8 responses to “Kinda Childfree in a Child-full World

    • I’m so glad to hear it translated well! Thank you for the feedback! I’m sorry for what you’ve gone through and I’m glad you’ve found some happiness through it all. Hang in there! 🙂

  1. …And some try and try but never find success and Do ultimately stop treatments and have to prepare for a life without kids because the years of struggling have taken their toll and they financially and/or emotionally cannot do it anymore. We’re in many shapes and forms…

    Great statement about a woman who’s lost her husband.

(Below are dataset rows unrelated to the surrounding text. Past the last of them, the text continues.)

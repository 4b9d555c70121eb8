//! User profile data model: confidence-scored tags, trend series, rendering.

use chrono::{DateTime, Utc};
use serde::{Deserialize, Serialize};
use std::collections::HashMap;

/// Tags below this confidence are pruned from the profile and skipped when
/// rendering.
pub const MIN_CONFIDENCE_THRESHOLD: f32 = 0.35;

/// Profile update cadence in dialogue turns for mature profiles.
pub const UPDATE_THRESHOLD_NORMAL: u32 = 10;
/// Faster cadence while the profile is young (version < 3), so new users
/// converge quickly.
pub const UPDATE_THRESHOLD_HIGH: u32 = 5;

/// Interest trend series keep this many points.
const INTEREST_TREND_CAP: usize = 10;
/// Emotion trend keeps this many points.
const EMOTION_TREND_CAP: usize = 30;

#[derive(Debug, Clone, Copy, PartialEq, Eq, Hash, Serialize, Deserialize)]
#[serde(rename_all = "snake_case")]
pub enum TagCategory {
    Interest,
    Knowledge,
    Personality,
    Emotion,
    Communication,
    Preference,
    Goal,
    Value,
    Subculture,
    Topic,
    Mbti,
    MbtiEi,
    MbtiSn,
    MbtiTf,
    MbtiJp,
}

impl TagCategory {
    pub fn as_str(&self) -> &'static str {
        match self {
            TagCategory::Interest => "interest",
            TagCategory::Knowledge => "knowledge",
            TagCategory::Personality => "personality",
            TagCategory::Emotion => "emotion",
            TagCategory::Communication => "communication",
            TagCategory::Preference => "preference",
            TagCategory::Goal => "goal",
            TagCategory::Value => "value",
            TagCategory::Subculture => "subculture",
            TagCategory::Topic => "topic",
            TagCategory::Mbti => "mbti",
            TagCategory::MbtiEi => "mbti_ei",
            TagCategory::MbtiSn => "mbti_sn",
            TagCategory::MbtiTf => "mbti_tf",
            TagCategory::MbtiJp => "mbti_jp",
        }
    }

    pub fn parse(s: &str) -> Option<Self> {
        match s {
            "interest" => Some(TagCategory::Interest),
            "knowledge" => Some(TagCategory::Knowledge),
            "personality" => Some(TagCategory::Personality),
            "emotion" => Some(TagCategory::Emotion),
            "communication" => Some(TagCategory::Communication),
            "preference" => Some(TagCategory::Preference),
            "goal" => Some(TagCategory::Goal),
            "value" => Some(TagCategory::Value),
            "subculture" => Some(TagCategory::Subculture),
            "topic" => Some(TagCategory::Topic),
            "mbti" => Some(TagCategory::Mbti),
            "mbti_ei" => Some(TagCategory::MbtiEi),
            "mbti_sn" => Some(TagCategory::MbtiSn),
            "mbti_tf" => Some(TagCategory::MbtiTf),
            "mbti_jp" => Some(TagCategory::MbtiJp),
            _ => None,
        }
    }
}

/// A confidence-scored label attached to a profile, with the conversation
/// excerpt that supports it.
#[derive(Debug, Clone, Serialize, Deserialize)]
pub struct Tag {
    pub name: String,
    pub category: TagCategory,
    pub confidence: f32,
    pub evidence: String,
    pub created_at: DateTime<Utc>,
    pub updated_at: DateTime<Utc>,
}

impl Tag {
    pub fn new(name: impl Into<String>, category: TagCategory, confidence: f32, evidence: impl Into<String>) -> Self {
        let now = Utc::now();
        Self {
            name: name.into(),
            category,
            confidence: confidence.clamp(0.0, 1.0),
            evidence: evidence.into(),
            created_at: now,
            updated_at: now,
        }
    }

    /// Merge with another observation of the same tag: confidence takes the
    /// maximum, evidence the longer excerpt, timestamp the latest.
    pub fn merge(&self, other: &Tag) -> Tag {
        Tag {
            name: self.name.clone(),
            category: self.category,
            confidence: self.confidence.max(other.confidence),
            evidence: if self.evidence.len() >= other.evidence.len() {
                self.evidence.clone()
            } else {
                other.evidence.clone()
            },
            created_at: self.created_at.min(other.created_at),
            updated_at: self.updated_at.max(other.updated_at),
        }
    }

    /// Apply a bounded confidence delta; the result stays in [0, 1].
    pub fn adjust_confidence(&self, adjustment: f32) -> Tag {
        Tag {
            confidence: (self.confidence + adjustment).clamp(0.0, 1.0),
            updated_at: Utc::now(),
            ..self.clone()
        }
    }
}

/// Direction of an interest trend over its recorded window.
#[derive(Debug, Clone, Copy, PartialEq, Eq)]
pub enum Trend {
    Rising,
    Falling,
    Stable,
}

impl Trend {
    pub fn as_str(&self) -> &'static str {
        match self {
            Trend::Rising => "rising",
            Trend::Falling => "falling",
            Trend::Stable => "stable",
        }
    }
}

/// Aggregated profile of one conversation partner.
#[derive(Debug, Clone, Serialize, Deserialize)]
pub struct UserProfile {
    pub tags: Vec<Tag>,
    pub summary: String,
    pub version: u32,
    pub created_at: DateTime<Utc>,
    pub updated_at: DateTime<Utc>,
    pub interest_trends: HashMap<String, Vec<(DateTime<Utc>, f32)>>,
    pub emotion_trend: Vec<(DateTime<Utc>, String)>,
}

impl Default for UserProfile {
    fn default() -> Self {
        let now = Utc::now();
        Self {
            tags: Vec::new(),
            summary: String::new(),
            version: 1,
            created_at: now,
            updated_at: now,
            interest_trends: HashMap::new(),
            emotion_trend: Vec::new(),
        }
    }
}

impl UserProfile {
    pub fn new() -> Self {
        Self::default()
    }

    /// Insert a tag, or merge it into the existing tag with the same
    /// (name, category) key.
    pub fn add_or_update_tag(&mut self, tag: Tag) {
        if let Some(existing) = self
            .tags
            .iter_mut()
            .find(|t| t.name == tag.name && t.category == tag.category)
        {
            *existing = existing.merge(&tag);
        } else {
            self.tags.push(tag);
        }
        self.updated_at = Utc::now();
    }

    /// Drop tags whose confidence fell below the threshold; called after each
    /// update cycle so stale low-evidence tags decay out.
    pub fn prune_by_confidence(&mut self, threshold: f32) {
        self.tags.retain(|t| t.confidence >= threshold);
    }

    pub fn tags_by_category(&self, category: TagCategory) -> Vec<&Tag> {
        self.tags.iter().filter(|t| t.category == category).collect()
    }

    pub fn top_tags(&self, n: usize) -> Vec<&Tag> {
        let mut sorted: Vec<&Tag> = self.tags.iter().collect();
        sorted.sort_by(|a, b| b.confidence.partial_cmp(&a.confidence).unwrap_or(std::cmp::Ordering::Equal));
        sorted.truncate(n);
        sorted
    }

    /// Append an emotion observation, keeping the most recent 30.
    pub fn record_emotion(&mut self, emotion: &str) {
        self.emotion_trend.push((Utc::now(), emotion.to_string()));
        if self.emotion_trend.len() > EMOTION_TREND_CAP {
            let excess = self.emotion_trend.len() - EMOTION_TREND_CAP;
            self.emotion_trend.drain(..excess);
        }
    }

    /// Append an interest confidence observation, keeping the most recent 10
    /// per interest.
    pub fn record_interest_trend(&mut self, interest: &str, confidence: f32) {
        let series = self.interest_trends.entry(interest.to_string()).or_default();
        series.push((Utc::now(), confidence));
        if series.len() > INTEREST_TREND_CAP {
            let excess = series.len() - INTEREST_TREND_CAP;
            series.drain(..excess);
        }
    }

    /// Trend direction per interest with at least 3 recorded points.
    pub fn analyze_interest_trends(&self) -> HashMap<String, Trend> {
        let mut result = HashMap::new();

        for (interest, series) in &self.interest_trends {
            if series.len() < 3 {
                continue;
            }
            let delta = series.last().unwrap().1 - series.first().unwrap().1;
            let trend = if delta > 0.2 {
                Trend::Rising
            } else if delta < -0.2 {
                Trend::Falling
            } else {
                Trend::Stable
            };
            result.insert(interest.clone(), trend);
        }

        result
    }

    /// Most frequent emotion among the last 10 observations, with its share.
    pub fn dominant_emotion(&self) -> Option<(String, f32)> {
        if self.emotion_trend.is_empty() {
            return None;
        }

        let recent: Vec<&(DateTime<Utc>, String)> = self
            .emotion_trend
            .iter()
            .rev()
            .take(10)
            .collect();

        let mut counts: HashMap<&str, usize> = HashMap::new();
        for (_, label) in &recent {
            *counts.entry(label.as_str()).or_default() += 1;
        }

        counts
            .into_iter()
            .max_by(|a, b| a.1.cmp(&b.1).then_with(|| b.0.cmp(a.0)))
            .map(|(label, count)| (label.to_string(), count as f32 / recent.len() as f32))
    }

    fn sorted_filtered(&self, category: TagCategory) -> Vec<&Tag> {
        let mut tags: Vec<&Tag> = self
            .tags
            .iter()
            .filter(|t| t.category == category && t.confidence >= MIN_CONFIDENCE_THRESHOLD)
            .collect();
        tags.sort_by(|a, b| {
            b.confidence
                .partial_cmp(&a.confidence)
                .unwrap_or(std::cmp::Ordering::Equal)
                .then_with(|| a.name.cmp(&b.name))
        });
        tags
    }

    fn best_dimension(&self, category: TagCategory) -> Option<&Tag> {
        self.sorted_filtered(category).into_iter().next()
    }

    /// Deterministic textual rendering for injection into the conversation
    /// context. Section order and captions are stable.
    pub fn to_system_prompt(&self) -> String {
        let mut out = String::from("User profile:\n");

        if !self.summary.is_empty() {
            out.push_str(&self.summary);
            out.push_str("\n\n");
        }

        if let Some(top_mbti) = self.best_dimension(TagCategory::Mbti) {
            out.push_str(&format!("MBTI type: {}\n", top_mbti.name));
        }

        let dims = [
            TagCategory::MbtiEi,
            TagCategory::MbtiSn,
            TagCategory::MbtiTf,
            TagCategory::MbtiJp,
        ];
        let dim_parts: Vec<String> = dims
            .iter()
            .map(|c| {
                self.best_dimension(*c)
                    .map(|t| t.name.clone())
                    .unwrap_or_else(|| "?".to_string())
            })
            .collect();
        let dim_string = dim_parts.join("/");
        if dim_string != "?/?/?/?" {
            out.push_str(&format!("MBTI tendency: {}\n", dim_string));
        }

        if let Some((emotion, share)) = self.dominant_emotion() {
            out.push_str(&format!(
                "Recent mood: {} ({}%)\n",
                emotion,
                (share * 100.0) as i32
            ));
        }

        let interests = self.sorted_filtered(TagCategory::Interest);
        if !interests.is_empty() {
            let trends = self.analyze_interest_trends();
            let rendered: Vec<String> = interests
                .iter()
                .map(|t| {
                    let strong = t.confidence > 0.7;
                    match (strong, trends.get(&t.name)) {
                        (true, Some(trend)) => format!("{}(strong, {})", t.name, trend.as_str()),
                        (false, Some(trend)) => format!("{}({})", t.name, trend.as_str()),
                        (true, None) => format!("{}(strong)", t.name),
                        (false, None) => t.name.clone(),
                    }
                })
                .collect();
            out.push_str(&format!("Interests: {}\n", rendered.join(", ")));
        }

        let knowledge = self.sorted_filtered(TagCategory::Knowledge);
        if !knowledge.is_empty() {
            let rendered: Vec<String> = knowledge
                .iter()
                .map(|t| {
                    if t.confidence > 0.7 {
                        format!("{}(expert)", t.name)
                    } else {
                        t.name.clone()
                    }
                })
                .collect();
            out.push_str(&format!("Knowledge background: {}\n", rendered.join(", ")));
        }

        let sections: [(&str, TagCategory, usize); 8] = [
            ("Personality: ", TagCategory::Personality, 5),
            ("Communication preferences: ", TagCategory::Communication, 3),
            ("Cultural preferences: ", TagCategory::Subculture, 3),
            ("Focus topics: ", TagCategory::Topic, 5),
            ("Values: ", TagCategory::Value, 3),
            ("Preferences: ", TagCategory::Preference, usize::MAX),
            ("Goals: ", TagCategory::Goal, usize::MAX),
            ("Emotional tendencies: ", TagCategory::Emotion, 3),
        ];
        for (caption, category, cap) in sections {
            let tags = self.sorted_filtered(category);
            if tags.is_empty() {
                continue;
            }
            let names: Vec<&str> = tags.iter().take(cap).map(|t| t.name.as_str()).collect();
            out.push_str(caption);
            out.push_str(&names.join(", "));
            out.push('\n');
        }

        out.push_str("\nAdapt your tone and content to the profile above, ");
        out.push_str("but never mention that you are using it; weave it in naturally.");

        out
    }
}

    • I agree. There are many shapes and forms. The financial and emotional toll can’t fully be understood until you’ve faced it yourself. Great feedback! Thank you. 🙂

  2. Loved this article. Very well written and it hit home in so many places for me. I too often feel that there should be a description in between childfree and childless for people who didn’t desperately ache to have them but also don’t hate the idea of having them and think that their life situation simply isn’t one that would benefit a child or would benefit from the presence of a child.

    The last two paragraphs of this hit home the most for me. The part about a single person who has a dream of finding someone but really needs to give up and start imagining a different life so they don’t keep feeling so unhappy all the time. I nearly cried. That is precisely where I am right now with having a child. I am making the decision and hoping these hormone driven uterus mutinies don’t keep blowing me back to the place of anxiety where the sound of my eggs emptying out like sands in an hourglass is deafening. I want real silence in my mind about this subject. A calmness about it is finally setting in but I had to break through this wall of constant feelings of anxiety about not ever having any kids to get to this point.

    • Thank you for your encouraging words about this blog. I rarely talk about being childfree because it’s so private, so I’m still navigating how to put it into words.

      I’m sorry to hear about what you’ve been through and I’m proud of you for pushing forward. It’s a journey of up and downs, but overall, it absolutely gets better. I’ve been down this road almost nine years and I can promise you that there are plenty of victories and laughs ahead for you. Hang in there!